» **Problem details**
If a line in the data has the string "RangeInclusive", please show it.

» **Material provided**
use std::{collections::HashMap, ops::RangeInclusive, sync::Arc};

use alloy::primitives::{Address, B256, Bytes, U256};
use chrono::Utc;
use serde::{Deserialize, Serialize};
use tokio::sync::oneshot;
use txm_core::{
    chain::Chain,
    error::TxmError,
    fee::{Fee, FeeEstimator},
    signer::TxSigner,
};

use crate::{
    alerts::AlertSink,
    attempt_builder::AttemptBuilder,
    broadcaster::Broadcaster,
    config::TxmConfig,
    confirmer::Confirmer,
    error::WorkerError,
    error_classifier::{SendContext, classify_send_error},
    finalizer::Finalizer,
    head::{Head, SingleSlot},
    resender::Resender,
    store::{TxStore, TxStoreError},
    stuck_detector::{DiscardedTxCheck, NeverDiscarded, StuckDetector},
    types::{CompletionHandler, Tx, TxId, TxState},
};

/// Handle for a single spawned worker that can be shut down gracefully.
pub struct WorkerHandle {
    pub name: String,
    pub join_handle: tokio::task::JoinHandle<Result<(), WorkerError>>,
    pub shutdown_tx: oneshot::Sender<()>,
}

impl WorkerHandle {
    pub fn spawn<F>(name: impl Into<String>, run: impl FnOnce(oneshot::Receiver<()>) -> F) -> Self
    where
        F: Future<Output = Result<(), WorkerError>> + Send + 'static,
    {
        let (shutdown_tx, shutdown_rx) = oneshot::channel();
        Self {
            name: name.into(),
            join_handle: tokio::spawn(run(shutdown_rx)),
            shutdown_tx,
        }
    }

    pub async fn shutdown(self) -> Result<(), WorkerError> {
        if self.shutdown_tx.send(()).is_err() {
            tracing::warn!(worker = %self.name, "Worker was already shutting down");
        }
        match self.join_handle.await {
            Ok(Ok(())) => Ok(()),
            Ok(Err(error)) => {
                tracing::error!(worker = %self.name, error = %error, "Worker shut down with error");
                Err(error)
            }
            Err(join_error) => {
                tracing::error!(worker = %self.name, error = %join_error, "Worker task panicked during shutdown");
                Err(WorkerError::InternalError {
                    message: format!("worker {} panicked: {join_error}", self.name),
                })
            }
        }
    }
}

/// Coordinates shutdown of every worker in one delivery manager.
#[derive(Default)]
pub struct ShutdownHandle {
    workers: Vec<WorkerHandle>,
}

impl ShutdownHandle {
    pub fn new() -> Self {
        Self::default()
    }

    pub fn add_worker(&mut self, worker: WorkerHandle) {
        self.workers.push(worker);
    }

    pub fn worker_count(&self) -> usize {
        self.workers.len()
    }

    /// Signals every worker first, then joins them all, logging per-worker
    /// results. The first failure is returned after all workers finished.
    pub async fn shutdown(self) -> Result<(), WorkerError> {
        tracing::info!(workers = self.workers.len(), "Initiating graceful shutdown");

        let mut names = Vec::with_capacity(self.workers.len());
        let mut joins = Vec::with_capacity(self.workers.len());
        for worker in self.workers {
            if worker.shutdown_tx.send(()).is_err() {
                tracing::warn!(worker = %worker.name, "Worker was already shutting down");
            }
            names.push(worker.name);
            joins.push(worker.join_handle);
        }

        let mut first_error = None;
        for (name, result) in names.iter().zip(futures::future::join_all(joins).await) {
            match result {
                Ok(Ok(())) => {
                    tracing::debug!(worker = %name, "Worker shut down gracefully");
                }
                Ok(Err(error)) => {
                    tracing::error!(worker = %name, error = %error, "Worker shut down with error");
                    first_error.get_or_insert(error);
                }
                Err(join_error) => {
                    tracing::error!(worker = %name, error = %join_error, "Worker task panicked during shutdown");
                    first_error.get_or_insert(WorkerError::InternalError {
                        message: format!("worker {name} panicked: {join_error}"),
                    });
                }
            }
        }
        match first_error {
            Some(error) => Err(error),
            None => {
                tracing::info!("All workers shut down gracefully");
                Ok(())
            }
        }
    }
}

/// Caller-facing request for a new transaction.
#[derive(Debug, Clone, Serialize, Deserialize)]
#[serde(rename_all = "camelCase")]
pub struct TxRequest {
    pub from: Address,
    /// `None` deploys a contract.
    pub to: Option<Address>,
    #[serde(default)]
    pub value: U256,
    #[serde(default)]
    pub data: Bytes,
    /// Gas limit applied to every attempt.
    pub fee_limit: u64,
    /// Duplicate-submission guard: a second request with the same key
    /// returns the first transaction instead of creating a new one.
    #[serde(default)]
    pub idempotency_key: Option<String>,
    /// Opaque caller context stored with the transaction.
    #[serde(default)]
    pub meta: Option<serde_json::Value>,
    /// Receipt depth before the completion callback fires. Defaults from
    /// configuration.
    #[serde(default)]
    pub min_confirmations: Option<u64>,
    #[serde(default)]
    pub signal_callback: bool,
}

/// The assembled delivery manager: one broadcaster per account plus the
/// confirmer, resender and finalizer, all sharing one store and chain
/// client. Construct it, call [`Txm::start`], feed it heads.
pub struct Txm<C, St, S, E, A, H, D = NeverDiscarded>
where
    C: Chain,
    St: TxStore,
    S: TxSigner,
    E: FeeEstimator,
    A: AlertSink,
    H: CompletionHandler,
    D: DiscardedTxCheck,
{
    chain: Arc<C>,
    store: Arc<St>,
    builder: Arc<AttemptBuilder<S, E>>,
    alerts: Arc<A>,
    config: TxmConfig,
    broadcasters: HashMap<Address, Arc<Broadcaster<C, St, S, E, A, H>>>,
    confirmer: Arc<Confirmer<C, St, S, E, A, H, D>>,
    resender: Arc<Resender<C, St, A>>,
    finalizer: Arc<Finalizer<C, St>>,
    heads: Arc<SingleSlot<Head>>,
    finalized_heads: Arc<SingleSlot<Head>>,
}

impl<C, St, S, E, A, H, D> Txm<C, St, S, E, A, H, D>
where
    C: Chain + 'static,
    St: TxStore + 'static,
    S: TxSigner + 'static,
    E: FeeEstimator + 'static,
    A: AlertSink + 'static,
    H: CompletionHandler + 'static,
    D: DiscardedTxCheck + 'static,
{
    #[allow(clippy::too_many_arguments)]
    pub fn new(
        accounts: Vec<Address>,
        chain: Arc<C>,
        store: Arc<St>,
        signer: Arc<S>,
        estimator: Arc<E>,
        detector: StuckDetector<E, D>,
        alerts: Arc<A>,
        callbacks: Arc<H>,
        config: TxmConfig,
    ) -> Self {
        let builder = Arc::new(AttemptBuilder::new(
            signer,
            estimator,
            chain.chain_id(),
            config.fee.clone(),
        ));
        let heads = Arc::new(SingleSlot::new());
        let finalized_heads = Arc::new(SingleSlot::new());

        let broadcasters = accounts
            .iter()
            .map(|account| {
                let broadcaster = Broadcaster::new(
                    *account,
                    chain.clone(),
                    store.clone(),
                    builder.clone(),
                    alerts.clone(),
                    callbacks.clone(),
                    config.transactions.clone(),
                );
                (*account, Arc::new(broadcaster))
            })
            .collect();

        let confirmer = Arc::new(Confirmer::new(
            accounts.clone(),
            chain.clone(),
            store.clone(),
            builder.clone(),
            detector,
            alerts.clone(),
            callbacks.clone(),
            config.clone(),
            heads.clone(),
        ));
        let resender = Arc::new(Resender::new(
            accounts,
            chain.clone(),
            store.clone(),
            alerts.clone(),
            config.clone(),
        ));
        let finalizer = Arc::new(Finalizer::new(
            chain.clone(),
            store.clone(),
            config.clone(),
            finalized_heads.clone(),
        ));

        Self {
            chain,
            store,
            builder,
            alerts,
            config,
            broadcasters,
            confirmer,
            resender,
            finalizer,
            heads,
            finalized_heads,
        }
    }

    /// Validates the configuration and spawns every worker. The returned
    /// handle owns their lifetimes.
    pub fn start(&self) -> Result<ShutdownHandle, TxmError> {
        self.config.validate()?;

        let mut handle = ShutdownHandle::new();
        for (account, broadcaster) in &self.broadcasters {
            let broadcaster = broadcaster.clone();
            handle.add_worker(WorkerHandle::spawn(format!("broadcaster-{account}"), |rx| {
                broadcaster.run(rx)
            }));
        }
        let confirmer = self.confirmer.clone();
        handle.add_worker(WorkerHandle::spawn("confirmer", |rx| confirmer.run(rx)));
        let resender = self.resender.clone();
        handle.add_worker(WorkerHandle::spawn("resender", |rx| resender.run(rx)));
        let finalizer = self.finalizer.clone();
        handle.add_worker(WorkerHandle::spawn("finalizer", |rx| finalizer.run(rx)));

        tracing::info!(workers = handle.worker_count(), "Transaction delivery manager started");
        Ok(handle)
    }

    /// Queues a transaction for delivery and wakes its account's
    /// broadcaster. Returns the stored transaction, which is the existing
    /// one when the idempotency key was seen before.
    pub async fn create_transaction(&self, request: TxRequest) -> Result<Tx, TxmError> {
        if request.fee_limit == 0 {
            return Err(TxmError::ValidationError {
                message: "fee limit must be nonzero".to_string(),
            });
        }
        if !self.broadcasters.contains_key(&request.from) {
            return Err(TxmError::ValidationError {
                message: format!("account {} is not managed by this delivery manager", request.from),
            });
        }

        let max_queued = self.config.transactions.max_queued;
        if max_queued > 0 {
            let queued = self
                .store
                .count_unstarted(request.from)
                .await
                .map_err(store_error)?;
            if queued >= max_queued {
                self.alerts.queue_capacity(request.from, queued, max_queued);
                return Err(TxmError::ValidationError {
                    message: format!(
                        "cannot queue transaction for {}: {queued} already waiting (limit {max_queued})",
                        request.from
                    ),
                });
            }
        }

        let tx = Tx {
            id: TxId::new(),
            idempotency_key: request.idempotency_key,
            from: request.from,
            to: request.to,
            encoded_payload: request.data,
            value: request.value,
            fee_limit: request.fee_limit,
            nonce: None,
            state: TxState::Unstarted,
            attempts: Vec::new(),
            receipt: None,
            meta: request.meta,
            error: None,
            created_at: Utc::now(),
            broadcast_at: None,
            initial_broadcast_at: None,
            min_confirmations: request
                .min_confirmations
                .unwrap_or(self.config.confirmer.min_confirmations_default),
            signal_callback: request.signal_callback,
            callback_completed: false,
        };
        let stored = self.store.insert_tx(tx).await.map_err(store_error)?;

        tracing::debug!(tx_id = %stored.id, account = %stored.from, "Transaction queued");
        self.trigger(stored.from);
        Ok(stored)
    }

    /// Hands a new chain head to the confirmer. A head that arrives while
    /// the previous one is still unprocessed replaces it.
    pub fn on_head(&self, head: Head) {
        let number = head.number;
        if self.heads.deliver(head) {
            tracing::debug!(head = number, "Superseded an unprocessed head");
        }
    }

    /// Hands a finalized-height notification to the finalizer.
    pub fn on_finalized_head(&self, head: Head) {
        let number = head.number;
        if self.finalized_heads.deliver(head) {
            tracing::debug!(finalized = number, "Superseded an unprocessed finalized head");
        }
    }

    /// Wakes an account's broadcaster outside the polling cadence.
    pub fn trigger(&self, account: Address) {
        match self.broadcasters.get(&account) {
            Some(broadcaster) => broadcaster.wake(),
            None => {
                tracing::warn!(account = %account, "No broadcaster for account, trigger ignored");
            }
        }
    }

    /// Operator override: re-sends every nonce in the range at exactly the
    /// given fee, bypassing ceiling checks, with a zero-value self-send for
    /// any nonce hole. Nothing is persisted; the regular pipeline keeps
    /// tracking the original transactions. Returns the hashes that reached
    /// the node.
    pub async fn force_rebroadcast(
        &self,
        account: Address,
        nonces: RangeInclusive<u64>,
        fee: Fee,
        gas_limit: Option<u64>,
    ) -> Result<Vec<B256>, TxmError> {
        tracing::warn!(
            account = %account,
            start = *nonces.start(),
            end = *nonces.end(),
            fee = %fee,
            "Force-rebroadcast requested, overriding fees for the whole nonce range"
        );

        let mut sent = Vec::new();
        for nonce in nonces {
            let existing = self
                .store
                .find_tx_by_nonce(account, nonce)
                .await
                .map_err(store_error)?;
            if existing.is_none() {
                tracing::warn!(account = %account, nonce = nonce, "No transaction at nonce, sending a zero-value self-send");
            }

            let (hash, raw) = self
                .builder
                .build_forced(
                    account,
                    nonce,
                    fee,
                    gas_limit.unwrap_or_else(|| existing.as_ref().map_or(21_000, |tx| tx.fee_limit)),
                    existing.as_ref(),
                )
                .await
                .map_err(|error| TxmError::InternalError {
                    message: format!("failed to build forced attempt at nonce {nonce}: {error}"),
                })?;

            match self.chain.send_raw_transaction(&raw).await {
                Ok(_) => {
                    tracing::warn!(account = %account, nonce = nonce, tx_hash = %hash, "Force-rebroadcast attempt sent");
                    sent.push(hash);
                }
                Err(error) => {
                    let outcome = classify_send_error(&error, SendContext::Rebroadcast);
                    if outcome.is_success() {
                        sent.push(hash);
                    } else {
                        tracing::error!(
                            account = %account,
                            nonce = nonce,
                            outcome = ?outcome,
                            error = %error,
                            "Force-rebroadcast attempt rejected"
                        );
                    }
                }
            }
        }
        Ok(sent)
    }
}

fn store_error(error: TxStoreError) -> TxmError {
    TxmError::InternalError {
        message: format!("store error: {error}"),
    }
}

» **Answer for this exercise**
use std::{collections::HashMap, ops::RangeInclusive, sync::Arc};
        nonces: RangeInclusive<u64>,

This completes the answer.